Functions of Blood Vessel
Each vessel type has important functions in addition to being a conduit for blood.
The branching system of elastic and muscular arteries progressively reduces the pulsations in blood pressure and flow imposed by the intermittent ventricular contractions.
The smallest arteries and arterioles have a crucial role in regulating the amount of blood flowing to the tissues by dilating or constricting. This function is regulated by the sympathetic nervous system, and factors generated locally in tissues. These vessels are referred to as resistance arteries, because their constriction resists the flow of blood.
Capillaries and small venules are the exchange vessels. Through their walls, gases, fluids and molecules are transferred between blood and tissues. White blood cells can also pass through the venule walls to fight infection in the tissues.
Venules can constrict to offer resistance to the blood flow, and the ratio of arteriolar and venular resistance exerts an important influence on the movement of fluid between capillaries and tissues, thereby affecting blood volume.

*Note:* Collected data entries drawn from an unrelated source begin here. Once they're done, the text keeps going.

impl SyncHandle {
    pub fn mode(&self) -> SyncMode {
        *self.mode.borrow()
    }

    pub fn subscribe_mode(&self) -> watch::Receiver<SyncMode> {
        self.mode.clone()
    }

    /// Starts a session over an already-connected stream.
    pub fn attach_peer<T>(&self, stream: T, addr: SocketAddr) -> PeerHandle
    where
        T: AsyncRead + AsyncWrite + Unpin + Send + 'static,
    {
        spawn_session(stream, addr, self.session_ctx.clone())
    }

    /// Stops new requests, lets queued batches commit within the grace
    /// period, then closes every session.
    pub async fn shutdown(&self) {
        let _ = self.shutdown.send(true);
        let task = self.task.lock().ok().and_then(|mut task| task.take());
        if let Some(task) = task {
            if let Err(err) = task.await {
                log_warn!("sync task ended abnormally: {err}");
            }
        }
    }
}

#[derive(Clone, Copy, Debug, PartialEq, Eq)]
enum BatchSource {
    /// Initial download; `short` carries the peer's advertised height when
    /// the batch was below the maximum size.
    Download { short: Option<i32> },
    Announcement,
    GapFill,
}

struct CommitJob {
    peer: PeerId,
    addr: SocketAddr,
    headers: Vec<BlockHeader>,
    source: BatchSource,
    epoch: u64,
}

struct CommitReport {
    peer: PeerId,
    addr: SocketAddr,
    count: usize,
    source: BatchSource,
    elapsed: Duration,
    /// `None` when the batch was dropped as stale.
    result: Option<Result<Vec<AddOutcome>, ChainError>>,
}

#[derive(Clone, Copy, Debug, PartialEq, Eq)]
enum RequestKind {
    Download,
    GapFill,
}

enum Internal {
    Response {
        peer: PeerId,
        addr: SocketAddr,
        kind: RequestKind,
        elapsed: Duration,
        result: Result<Vec<BlockHeader>, SessionError>,
    },
    Committed(CommitReport),
    Dialed {
        addr: SocketAddr,
        connected: bool,
    },
}

pub struct SyncOrchestrator<S> {
    engine: Arc<ChainEngine<S>>,
    settings: SyncSettings,
    shared: SyncShared,
    session_ctx: SessionContext,
    peer_events: mpsc::Receiver<PeerEvent>,
    internal_tx: mpsc::UnboundedSender<Internal>,
    internal_rx: mpsc::UnboundedReceiver<Internal>,
    commit_tx: Option<mpsc::Sender<CommitJob>>,
    epoch: Arc<AtomicU64>,
    mode_tx: watch::Sender<SyncMode>,
    sync_peer: Option<PeerId>,
    download_in_flight: bool,
    /// A short download batch is queued; its commit decides what comes next.
    awaiting_final_commit: bool,
    gap_in_flight: HashSet<PeerId>,
    exhausted: HashSet<PeerId>,
    download_tip: Option<Hash256>,
    queued: usize,
    dialing: HashSet<SocketAddr>,
    resolved_seeds: Vec<SocketAddr>,
    stopping: bool,
}
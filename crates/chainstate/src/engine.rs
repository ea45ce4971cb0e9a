//! The single writer over chain state.
//!
//! `add_headers` classifies each header (known, orphan, extends the longest
//! chain, stale), promotes orphans whose parent arrives, and reorganises when
//! another branch overtakes the longest tip. A whole batch is staged in a
//! [`ChainDelta`] and committed at once.

use std::sync::{Arc, Mutex};
use std::time::{SystemTime, UNIX_EPOCH};

use headerd_consensus::{hash256_to_hex, ChainParams, Hash256};
use headerd_log::{log_debug, log_info, log_warn};
use headerd_pow::validation::validate_pow_header;
use headerd_primitives::block::BlockHeader;
use headerd_storage::{KeyValueStore, StoreError};

use crate::error::ChainError;
use crate::events::{ChainEvent, ChainListener, ChainOperation};
use crate::pending::ChainDelta;
use crate::record::{HeaderState, IndexedHeader};
use crate::store::{ChainReader, ChainStore};

/// Seconds since the unix epoch; injectable so tests can pin "now".
pub type Clock = Arc<dyn Fn() -> i64 + Send + Sync>;

pub fn system_clock() -> Clock {
    Arc::new(current_time_secs)
}

fn current_time_secs() -> i64 {
    SystemTime::now()
        .duration_since(UNIX_EPOCH)
        .map(|duration| duration.as_secs() as i64)
        .unwrap_or(0)
}

#[derive(Clone, Copy, Debug, PartialEq, Eq)]
pub enum Placement {
    Known,
    Orphan,
    Extended,
    Stale,
    Reorganized { fork_height: i32 },
}

#[derive(Clone, Debug, PartialEq, Eq)]
pub struct AddOutcome {
    pub hash: Hash256,
    pub placement: Placement,
    /// Orphans that found their ancestry because of this header.
    pub promoted: Vec<Hash256>,
}

pub struct ChainEngine<S> {
    store: ChainStore<S>,
    params: ChainParams,
    write_lock: Mutex<()>,
    listener: Arc<dyn ChainListener>,
    clock: Clock,
}

/// Reads through the batch overlay first, then the committed store.
struct Staged<'a, 'b, S> {
    reader: ChainReader<'a, S>,
    delta: &'b mut ChainDelta,
}

impl<S: KeyValueStore> Staged<'_, '_, S> {
    fn record(&self, hash: &Hash256) -> Result<Option<IndexedHeader>, StoreError> {
        if self.delta.is_removed(hash) {
            return Ok(None);
        }
        match self.delta.record(hash) {
            Some(record) => Ok(Some(record.clone())),
            None => self.reader.get_by_hash(hash),
        }
    }

    fn children(&self, parent: &Hash256) -> Result<Vec<Hash256>, StoreError> {
        let mut children = self.reader.get_children_of(parent)?;
        children.retain(|child| !self.delta.is_removed(child));
        for child in self.delta.children(parent) {
            if !children.contains(child) {
                children.push(*child);
            }
        }
        Ok(children)
    }

    fn hash_at_height(&self, height: i32) -> Result<Option<Hash256>, StoreError> {
        match self.delta.height(height) {
            Some(staged) => Ok(staged),
            None => self.reader.hash_at_height(height),
        }
    }

    fn tip(&self) -> Result<IndexedHeader, StoreError> {
        self.delta
            .tip()
            .cloned()
            .ok_or_else(|| StoreError::Corrupt("longest tip missing".to_string()))
    }

    /// Median timestamp of `prev` and up to `span - 1` of its ancestors.
    fn median_time_past(&self, prev: &IndexedHeader, span: usize) -> Result<i64, StoreError> {
        let mut times = Vec::with_capacity(span);
        let mut current = Some(prev.clone());
        while let Some(record) = current {
            times.push(record.header.time as i64);
            if times.len() == span || record.header.is_genesis() {
                break;
            }
            current = self.record(record.prev_hash())?;
        }
        times.sort_unstable();
        Ok(times[times.len() / 2])
    }
}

The veins are thin walled and very distensible, and therefore contain about 70% of all blood in the cardiovascular system. The arteries contain just 17% of total blood volume. Veins and venules thus serve as volume reservoirs, which can shift blood from the peripheral circulation into the heart and arteries by constricting. In doing so, they can help to increase the cardiac output (volume of blood pumped by the heart per unit time), and they are also able to maintain the blood pressure and tissue perfusion in essential organs if haemorrhage (blood loss) occurs.